= 2016–17 Women's EHF Champions League knockout stage =

This article describes the knockout stage of the 2016–17 Women's EHF Champions League.

==Qualified teams==
The top four placed teams from each of the two main round groups advanced to the knockout stage.

| Group | First place | Second place | Third place | Fourth place |
|---|---|---|---|---|
| 1 | MKD HC Vardar | HUN FTC-Rail Cargo Hungaria | MNE Buducnost | FRA Metz Handball |
| 2 | HUN Győri Audi ETO KC | NOR Larvik HK | ROU CSM București | DEN Midtjylland |

==Format==
The first-placed team of each group faced the fourth-placed team, and the second-placed team played against the third-placed team from the other group.
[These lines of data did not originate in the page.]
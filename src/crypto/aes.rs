//! AES-128/192/256 block cipher (FIPS 197), table-driven.
//!
//! The state is kept in the standard column-major layout: byte `r + 4c` of a
//! block is row `r`, column `c`. One struct covers all three key sizes; the
//! round count is fixed by the key length at construction.

pub const BLOCK_SIZE: usize = 16;

const S_BOX: [u8; 256] = [
    0x63, 0x7c, 0x77, 0x7b, 0xf2, 0x6b, 0x6f, 0xc5, 0x30, 0x01, 0x67, 0x2b, 0xfe, 0xd7, 0xab, 0x76,
    0xca, 0x82, 0xc9, 0x7d, 0xfa, 0x59, 0x47, 0xf0, 0xad, 0xd4, 0xa2, 0xaf, 0x9c, 0xa4, 0x72, 0xc0,
    0xb7, 0xfd, 0x93, 0x26, 0x36, 0x3f, 0xf7, 0xcc, 0x34, 0xa5, 0xe5, 0xf1, 0x71, 0xd8, 0x31, 0x15,
    0x04, 0xc7, 0x23, 0xc3, 0x18, 0x96, 0x05, 0x9a, 0x07, 0x12, 0x80, 0xe2, 0xeb, 0x27, 0xb2, 0x75,
    0x09, 0x83, 0x2c, 0x1a, 0x1b, 0x6e, 0x5a, 0xa0, 0x52, 0x3b, 0xd6, 0xb3, 0x29, 0xe3, 0x2f, 0x84,
    0x53, 0xd1, 0x00, 0xed, 0x20, 0xfc, 0xb1, 0x5b, 0x6a, 0xcb, 0xbe, 0x39, 0x4a, 0x4c, 0x58, 0xcf,
    0xd0, 0xef, 0xaa, 0xfb, 0x43, 0x4d, 0x33, 0x85, 0x45, 0xf9, 0x02, 0x7f, 0x50, 0x3c, 0x9f, 0xa8,
    0x51, 0xa3, 0x40, 0x8f, 0x92, 0x9d, 0x38, 0xf5, 0xbc, 0xb6, 0xda, 0x21, 0x10, 0xff, 0xf3, 0xd2,
    0xcd, 0x0c, 0x13, 0xec, 0x5f, 0x97, 0x44, 0x17, 0xc4, 0xa7, 0x7e, 0x3d, 0x64, 0x5d, 0x19, 0x73,
    0x60, 0x81, 0x4f, 0xdc, 0x22, 0x2a, 0x90, 0x88, 0x46, 0xee, 0xb8, 0x14, 0xde, 0x5e, 0x0b, 0xdb,
    0xe0, 0x32, 0x3a, 0x0a, 0x49, 0x06, 0x24, 0x5c, 0xc2, 0xd3, 0xac, 0x62, 0x91, 0x95, 0xe4, 0x79,
    0xe7, 0xc8, 0x37, 0x6d, 0x8d, 0xd5, 0x4e, 0xa9, 0x6c, 0x56, 0xf4, 0xea, 0x65, 0x7a, 0xae, 0x08,
    0xba, 0x78, 0x25, 0x2e, 0x1c, 0xa6, 0xb4, 0xc6, 0xe8, 0xdd, 0x74, 0x1f, 0x4b, 0xbd, 0x8b, 0x8a,
    0x70, 0x3e, 0xb5, 0x66, 0x48, 0x03, 0xf6, 0x0e, 0x61, 0x35, 0x57, 0xb9, 0x86, 0xc1, 0x1d, 0x9e,
    0xe1, 0xf8, 0x98, 0x11, 0x69, 0xd9, 0x8e, 0x94, 0x9b, 0x1e, 0x87, 0xe9, 0xce, 0x55, 0x28, 0xdf,
    0x8c, 0xa1, 0x89, 0x0d, 0xbf, 0xe6, 0x42, 0x68, 0x41, 0x99, 0x2d, 0x0f, 0xb0, 0x54, 0xbb, 0x16,
];

const INV_S_BOX: [u8; 256] = [
    0x52, 0x09, 0x6a, 0xd5, 0x30, 0x36, 0xa5, 0x38, 0xbf, 0x40, 0xa3, 0x9e, 0x81, 0xf3, 0xd7, 0xfb,
    0x7c, 0xe3, 0x39, 0x82, 0x9b, 0x2f, 0xff, 0x87, 0x34, 0x8e, 0x43, 0x44, 0xc4, 0xde, 0xe9, 0xcb,
    0x54, 0x7b, 0x94, 0x32, 0xa6, 0xc2, 0x23, 0x3d, 0xee, 0x4c, 0x95, 0x0b, 0x42, 0xfa, 0xc3, 0x4e,
    0x08, 0x2e, 0xa1, 0x66, 0x28, 0xd9, 0x24, 0xb2, 0x76, 0x5b, 0xa2, 0x49, 0x6d, 0x8b, 0xd1, 0x25,
    0x72, 0xf8, 0xf6, 0x64, 0x86, 0x68, 0x98, 0x16, 0xd4, 0xa4, 0x5c, 0xcc, 0x5d, 0x65, 0xb6, 0x92,
    0x6c, 0x70, 0x48, 0x50, 0xfd, 0xed, 0xb9, 0xda, 0x5e, 0x15, 0x46, 0x57, 0xa7, 0x8d, 0x9d, 0x84,
    0x90, 0xd8, 0xab, 0x00, 0x8c, 0xbc, 0xd3, 0x0a, 0xf7, 0xe4, 0x58, 0x05, 0xb8, 0xb3, 0x45, 0x06,
    0xd0, 0x2c, 0x1e, 0x8f, 0xca, 0x3f, 0x0f, 0x02, 0xc1, 0xaf, 0xbd, 0x03, 0x01, 0x13, 0x8a, 0x6b,
    0x3a, 0x91, 0x11, 0x41, 0x4f, 0x67, 0xdc, 0xea, 0x97, 0xf2, 0xcf, 0xce, 0xf0, 0xb4, 0xe6, 0x73,
    0x96, 0xac, 0x74, 0x22, 0xe7, 0xad, 0x35, 0x85, 0xe2, 0xf9, 0x37, 0xe8, 0x1c, 0x75, 0xdf, 0x6e,
    0x47, 0xf1, 0x1a, 0x71, 0x1d, 0x29, 0xc5, 0x89, 0x6f, 0xb7, 0x62, 0x0e, 0xaa, 0x18, 0xbe, 0x1b,
    0xfc, 0x56, 0x3e, 0x4b, 0xc6, 0xd2, 0x79, 0x20, 0x9a, 0xdb, 0xc0, 0xfe, 0x78, 0xcd, 0x5a, 0xf4,
    0x1f, 0xdd, 0xa8, 0x33, 0x88, 0x07, 0xc7, 0x31, 0xb1, 0x12, 0x10, 0x59, 0x27, 0x80, 0xec, 0x5f,
    0x60, 0x51, 0x7f, 0xa9, 0x19, 0xb5, 0x4a, 0x0d, 0x2d, 0xe5, 0x7a, 0x9f, 0x93, 0xc9, 0x9c, 0xef,
    0xa0, 0xe0, 0x3b, 0x4d, 0xae, 0x2a, 0xf5, 0xb0, 0xc8, 0xeb, 0xbb, 0x3c, 0x83, 0x53, 0x99, 0x61,
    0x17, 0x2b, 0x04, 0x7e, 0xba, 0x77, 0xd6, 0x26, 0xe1, 0x69, 0x14, 0x63, 0x55, 0x21, 0x0c, 0x7d,
];

const RCON: [u8; 10] = [0x01, 0x02, 0x04, 0x08, 0x10, 0x20, 0x40, 0x80, 0x1b, 0x36];

/// GF(2^8) doubling.
#[inline]
fn xtime(x: u8) -> u8 {
    if x >> 7 == 1 { (x << 1) ^ 0x1b } else { x << 1 }
}

/// An expanded AES key for one of the three standard sizes.
#[derive(Clone)]
pub struct Aes {
    // Up to 15 round keys of 16 bytes each (AES-256).
    round_keys: [u8; 240],
    rounds: usize,
}

impl Aes {
    /// Expands `key` into the round-key schedule.
    ///
    /// # Panics
    ///
    /// Panics if `key` is not 16, 24, or 32 bytes. Callers select the key
    /// length through the algorithm identifier, which fixes it statically.
    pub fn new(key: &[u8]) -> Self {
        let (nk, nr) = match key.len() {
            16 => (4, 10),
            24 => (6, 12),
            32 => (8, 14),
            n => panic!("AES key must be 16, 24, or 32 bytes, got {n}"),
        };

        let mut w = [[0u8; 4]; 60];
        for (i, chunk) in key.chunks_exact(4).enumerate() {
            w[i].copy_from_slice(chunk);
        }

        for i in nk..4 * (nr + 1) {
            let mut temp = w[i - 1];
            if i % nk == 0 {
                temp = sub_word(rot_word(temp));
                temp[0] ^= RCON[i / nk - 1];
            } else if nk > 6 && i % nk == 4 {
                temp = sub_word(temp);
            }
            for j in 0..4 {
                w[i][j] = w[i - nk][j] ^ temp[j];
            }
        }

        let mut round_keys = [0u8; 240];
        for (i, word) in w.iter().enumerate().take(4 * (nr + 1)) {
            round_keys[4 * i..4 * i + 4].copy_from_slice(word);
        }

        Self { round_keys, rounds: nr }
    }

    fn round_key(&self, round: usize) -> &[u8] {
        &self.round_keys[16 * round..16 * round + 16]
    }

    pub fn encrypt_block(&self, block: &mut [u8; BLOCK_SIZE]) {
        add_round_key(block, self.round_key(0));

        for round in 1..self.rounds {
            sub_bytes(block);
            shift_rows(block);
            mix_columns(block);
            add_round_key(block, self.round_key(round));
        }

        sub_bytes(block);
        shift_rows(block);
        add_round_key(block, self.round_key(self.rounds));
    }

    pub fn decrypt_block(&self, block: &mut [u8; BLOCK_SIZE]) {
        add_round_key(block, self.round_key(self.rounds));

        for round in (1..self.rounds).rev() {
            inv_shift_rows(block);
            inv_sub_bytes(block);
            add_round_key(block, self.round_key(round));
            inv_mix_columns(block);
        }

        inv_shift_rows(block);
        inv_sub_bytes(block);
        add_round_key(block, self.round_key(0));
    }
}

fn sub_word(mut word: [u8; 4]) -> [u8; 4] {
    for byte in &mut word {
        *byte = S_BOX[*byte as usize];
    }
    word
}

fn rot_word(word: [u8; 4]) -> [u8; 4] {
    [word[1], word[2], word[3], word[0]]
}

fn add_round_key(state: &mut [u8; 16], round_key: &[u8]) {
    for (s, k) in state.iter_mut().zip(round_key) {
        *s ^= k;
    }
}

fn sub_bytes(state: &mut [u8; 16]) {
    for byte in state.iter_mut() {
        *byte = S_BOX[*byte as usize];
    }
}

fn inv_sub_bytes(state: &mut [u8; 16]) {
    for byte in state.iter_mut() {
        *byte = INV_S_BOX[*byte as usize];
    }
}

// Row r rotates left by r positions; element (r, c) lives at index r + 4c.
fn shift_rows(state: &mut [u8; 16]) {
    let old = *state;
    for r in 1..4 {
        for c in 0..4 {
            state[r + 4 * c] = old[r + 4 * ((c + r) % 4)];
        }
    }
}

fn inv_shift_rows(state: &mut [u8; 16]) {
    let old = *state;
    for r in 1..4 {
        for c in 0..4 {
            state[r + 4 * ((c + r) % 4)] = old[r + 4 * c];
        }
    }
}

fn mix_columns(state: &mut [u8; 16]) {
    for c in 0..4 {
        let col: [u8; 4] = state[4 * c..4 * c + 4].try_into().unwrap();
        let mul2: [u8; 4] = [xtime(col[0]), xtime(col[1]), xtime(col[2]), xtime(col[3])];
        let mul3 = |i: usize| mul2[i] ^ col[i];

        state[4 * c] = mul2[0] ^ mul3(1) ^ col[2] ^ col[3];
        state[4 * c + 1] = col[0] ^ mul2[1] ^ mul3(2) ^ col[3];
        state[4 * c + 2] = col[0] ^ col[1] ^ mul2[2] ^ mul3(3);
        state[4 * c + 3] = mul3(0) ^ col[1] ^ col[2] ^ mul2[3];
    }
}

fn inv_mix_columns(state: &mut [u8; 16]) {
    for c in 0..4 {
        let col: [u8; 4] = state[4 * c..4 * c + 4].try_into().unwrap();

        let mut mul9 = [0u8; 4];
        let mut mul11 = [0u8; 4];
        let mut mul13 = [0u8; 4];
        let mut mul14 = [0u8; 4];
        for i in 0..4 {
            let x2 = xtime(col[i]);
            let x4 = xtime(x2);
            let x8 = xtime(x4);
            mul9[i] = x8 ^ col[i];
            mul11[i] = mul9[i] ^ x2;
            mul13[i] = mul9[i] ^ x4;
            mul14[i] = x8 ^ x4 ^ x2;
        }

        state[4 * c] = mul14[0] ^ mul11[1] ^ mul13[2] ^ mul9[3];
        state[4 * c + 1] = mul9[0] ^ mul14[1] ^ mul11[2] ^ mul13[3];
        state[4 * c + 2] = mul13[0] ^ mul9[1] ^ mul14[2] ^ mul11[3];
        state[4 * c + 3] = mul11[0] ^ mul13[1] ^ mul9[2] ^ mul14[3];
    }
}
After that a draw was held to determine the pairings for the final four.

==Quarterfinals==
===Overview===

| Team 1 | Agg.Tooltip Aggregate score | Team 2 | 1st leg | 2nd leg |
|---|---|---|---|---|
| Midtjylland | 50–54 | HC Vardar | 26–28 | 24–26 |
| Metz Handball | 54–59 | Győri Audi ETO KC | 32–31 | 22–28 |
| CSM București | 57–51 | FTC-Rail Cargo Hungaria | 30–25 | 27–26 |
| Buducnost | 66–47 | Larvik HK | 31–17 | 35–30 |

===Matches===

Vardar won 54–50 on aggregate.
----

Győri ETO won 59–54 on aggregate.
----

CSM București won 57–51 on aggregate.
----

Buducnost won 66–47 on aggregate.

==Final four==
The final four was held at the László Papp Budapest Sports Arena in Budapest, Hungary on 6 and 7 May 2017.

The draw was held on 18 April 2017 at 13:00 in Budapest, Hungary.